Advances in studies on histone deactylase inhibitors as anticancer drugs

Abstract

Inhibitors of histone deacetylases (HDIs), by affecting the process of histone acetylation, lead to changes in chromatin condensation, and in consequence, to changes in the expression of numerous genes responsible for the cell cycle and differentiation. Therefore, they can be effective in the treatment of cancer. The antitumor activity for over 15 HDIs has been confirmed so far, and some of them have been approved in the USA and Europe, mainly in combination with cytostatics or radiotherapy.
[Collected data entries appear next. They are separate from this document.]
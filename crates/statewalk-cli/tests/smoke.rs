use serde_json::Value;
use std::fs;
use std::path::Path;
use std::process::Command;
use tempfile::TempDir;

const CHAIN: &str = r#"
digraph chain {
    default_only_vm1="qcow2"
    vm1 [type="object", name="vm1.qcow2.Fedora.33"]
    "0scan" [name="0scan"]
    a [name="quicktest.a", vms="vm1", set_state="s1", unset_mode="fi"]
    b [name="quicktest.b", vms="vm1", get_state="s1", set_state="s2", unset_mode="fi"]
    "0scan" -> a -> b
}
"#;

fn write_dot_file(path: &Path) {
    fs::write(path, CHAIN).expect("dot file should write");
}

fn run_cli(args: &[&str], cwd: &Path) -> std::process::Output {
    Command::new(env!("CARGO_BIN_EXE_statewalk"))
        .args(args)
        .current_dir(cwd)
        .env_remove("RUST_LOG")
        .output()
        .expect("cli process should start")
}

fn describe(output: &std::process::Output) -> String {
    format!(
        "stdout:\n{}\nstderr:\n{}",
        String::from_utf8_lossy(&output.stdout),
        String::from_utf8_lossy(&output.stderr)
    )
}

#[test]
fn run_command_dot_file_event_json_expected_success_output() {
    let temp = TempDir::new().expect("tempdir should create");
    let dot_file = temp.path().join("chain.dot");
    write_dot_file(&dot_file);

    let output = run_cli(
        &[
            "run",
            "--dot-file",
            dot_file.to_str().expect("dot file path should be utf8"),
            "--event-json",
        ],
        temp.path(),
    );

    assert!(output.status.success(), "{}", describe(&output));
    let stdout = String::from_utf8(output.stdout).expect("stdout should be utf8");
    assert!(stdout.contains("\"category\":\"traversal\""));
    assert!(stdout.contains("run_id: chain-run"));
    assert!(stdout.contains("tags: completed"));
    assert!(stdout.contains("executed: 0scan, a, b, cb, ca"));
    assert!(stdout.contains("cleaned: cb, ca"));
}

#[test]
fn run_command_failing_command_expected_exit_code_two() {
    let temp = TempDir::new().expect("tempdir should create");
    let dot_file = temp.path().join("chain.dot");
    write_dot_file(&dot_file);

    let output = run_cli(
        &[
            "run",
            "--dot-file",
            dot_file.to_str().expect("dot file path should be utf8"),
            "--command",
            "test \"$STATEWALK_SHORTNAME\" != b",
            "--no-stream-events",
        ],
        temp.path(),
    );

    assert_eq!(output.status.code(), Some(2), "{}", describe(&output));
    let stdout = String::from_utf8(output.stdout).expect("stdout should be utf8");
    assert!(stdout.contains("tags: completed, tests_failed"));
    assert!(stdout.contains("failed: b"));
}

#[test]
fn run_command_param_tokens_expected_overrides_forwarded() {
    let temp = TempDir::new().expect("tempdir should create");
    let dot_file = temp.path().join("chain.dot");
    let seen = temp.path().join("seen");
    write_dot_file(&dot_file);
    let command = format!("cat >> '{}'; echo >> '{}'", seen.display(), seen.display());

    let output = run_cli(
        &[
            "run",
            "--dot-file",
            dot_file.to_str().expect("dot file path should be utf8"),
            "--param",
            "mem=4096",
            "--command",
            &command,
            "--no-stream-events",
        ],
        temp.path(),
    );

    assert!(output.status.success(), "{}", describe(&output));
    let payloads = fs::read_to_string(&seen).expect("payloads should be written");
    let unset = payloads
        .lines()
        .filter(|line| !line.trim().is_empty())
        .map(|line| serde_json::from_str::<Value>(line).expect("payload should parse"))
        .find(|payload| payload.get("shortname").and_then(Value::as_str) == Some("cb"))
        .expect("unset of b should run");
    assert_eq!(
        unset
            .get("params")
            .and_then(|params| params.get("mem"))
            .and_then(Value::as_str),
        Some("4096")
    );
}

#[test]
fn run_command_internal_selection_expected_error() {
    let temp = TempDir::new().expect("tempdir should create");
    let source = r#"
        digraph internal {
            default_only_vm1="qcow2"
            vm1 [type="object"]
            "0scan" [name="0scan"]
            "0root" [name="nonleaves.internal.0root", vms="vm1"]
            "0scan" -> "0root"
        }
    "#;

    let output = run_cli(
        &[
            "run",
            "--dot-source",
            source,
            "--param",
            "only=nonleaves",
            "--param",
            "only=0root",
            "--no-stream-events",
        ],
        temp.path(),
    );

    assert_eq!(output.status.code(), Some(1), "{}", describe(&output));
    let stderr = String::from_utf8(output.stderr).expect("stderr should be utf8");
    assert!(stderr.contains("error: "));
    assert!(stderr.contains("internal tests"));
}

#[test]
fn run_command_without_graph_expected_error() {
    let temp = TempDir::new().expect("tempdir should create");

    let output = run_cli(&["run"], temp.path());

    assert_eq!(output.status.code(), Some(1));
    let stderr = String::from_utf8(output.stderr).expect("stderr should be utf8");
    assert!(stderr.contains("one of --dot-file or --dot-source is required"));
}

#[test]
fn visualize_command_expected_loadable_dot() {
    let temp = TempDir::new().expect("tempdir should create");

    let output = run_cli(&["visualize", "--dot-source", CHAIN], temp.path());

    assert!(output.status.success(), "{}", describe(&output));
    let stdout = String::from_utf8(output.stdout).expect("stdout should be utf8");
    assert!(stdout.starts_with("digraph"));
    statewalk::load_graph_dot(&stdout).expect("rendered graph should load");
}

#[test]
fn setup_list_commands_expected_written_and_inspected() {
    let temp = TempDir::new().expect("tempdir should create");
    let dot_file = temp.path().join("chain.dot");
    write_dot_file(&dot_file);
    let dot_path = dot_file.to_str().expect("dot file path should be utf8");
    let logs_root = temp.path().join("logs");

    let output = run_cli(
        &[
            "setup-list",
            "--dot-file",
            dot_path,
            "--logs-root",
            logs_root.to_str().expect("logs root should be utf8"),
        ],
        temp.path(),
    );
    assert!(output.status.success(), "{}", describe(&output));

    let setup_list = logs_root.join("setup_list");
    let output = run_cli(
        &[
            "inspect-setup-list",
            "--setup-list",
            setup_list.to_str().expect("setup list path should be utf8"),
            "--dot-file",
            dot_path,
            "--json",
        ],
        temp.path(),
    );
    assert!(output.status.success(), "{}", describe(&output));

    let stdout = String::from_utf8(output.stdout).expect("stdout should be utf8");
    let value: Value = serde_json::from_str(&stdout).expect("json output should parse");
    let names: Vec<&str> = value
        .get("entries")
        .and_then(Value::as_array)
        .expect("entries should be an array")
        .iter()
        .filter_map(|entry| entry.get("name").and_then(Value::as_str))
        .collect();
    assert_eq!(names, vec!["0scan", "a", "b"]);
}

#[test]
fn run_command_two_roots_event_json_expected_failed_event_printed() {
    let temp = TempDir::new().expect("tempdir should create");
    let source = r#"
        digraph roots {
            r1 [name="0scan"]
            r2 [name="all.0scan"]
            a [name="quicktest.a"]
            r1 -> a
            r2 -> a
        }
    "#;

    let output = run_cli(
        &["run", "--dot-source", source, "--event-json"],
        temp.path(),
    );

    assert_eq!(output.status.code(), Some(1), "{}", describe(&output));
    let stdout = String::from_utf8(output.stdout).expect("stdout should be utf8");
    let kinds: Vec<String> = stdout
        .lines()
        .map(|line| serde_json::from_str::<Value>(line).expect("event line should parse"))
        .filter_map(|event| {
            event
                .get("kind")
                .and_then(|kind| kind.get("kind"))
                .and_then(Value::as_str)
                .map(ToOwned::to_owned)
        })
        .collect();
    assert_eq!(kinds, vec!["started", "failed"]);
    let stderr = String::from_utf8(output.stderr).expect("stderr should be utf8");
    assert!(stderr.contains("error: invariant violation"));
}

#[test]
fn run_command_vms_selection_expected_ignored_warning() {
    let temp = TempDir::new().expect("tempdir should create");
    let dot_file = temp.path().join("chain.dot");
    write_dot_file(&dot_file);

    let output = run_cli(
        &[
            "run",
            "--dot-file",
            dot_file.to_str().expect("dot file path should be utf8"),
            "--param",
            "vms=vm1",
            "--no-stream-events",
        ],
        temp.path(),
    );

    assert!(output.status.success(), "{}", describe(&output));
    let stderr = String::from_utf8(output.stderr).expect("stderr should be utf8");
    assert!(stderr.contains("vms=vm1 is validated but ignored"));
}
For several HDIs, large clinical trials are being carried out to estimate their effectiveness, in monotherapy and new combinations. Other synthetic and natural compounds with HDI activity are tested in preclinical studies. HDIs differ in terms of chemical structure, biological activity and specificity in relation to individual HDACs. The compounds active against classic HDACs (Zn2+-dependent metalloproteins) are usually characterized by the presence the Zn2+ binding group, the linker part and the capping group. Taking into account the type of Zn2+ binding group, classic HDIs are classified as short-chain fatty acids, hydroxamic acids, cyclic peptides and benzamides. In turn, the nicotinamide adenine dinucleotide-dependent SIRTs inhibitors are small molecules, mostly nicotinamide and β-naphthol derivatives. The presented paper summarizes the most important information regarding the use of HDIs as anticancer drugs, regarding their diversified chemical structure, activity against HDACs, additional therapeutic properties and side effects. The review was made taking into account the literature from the last five years (2013-2017).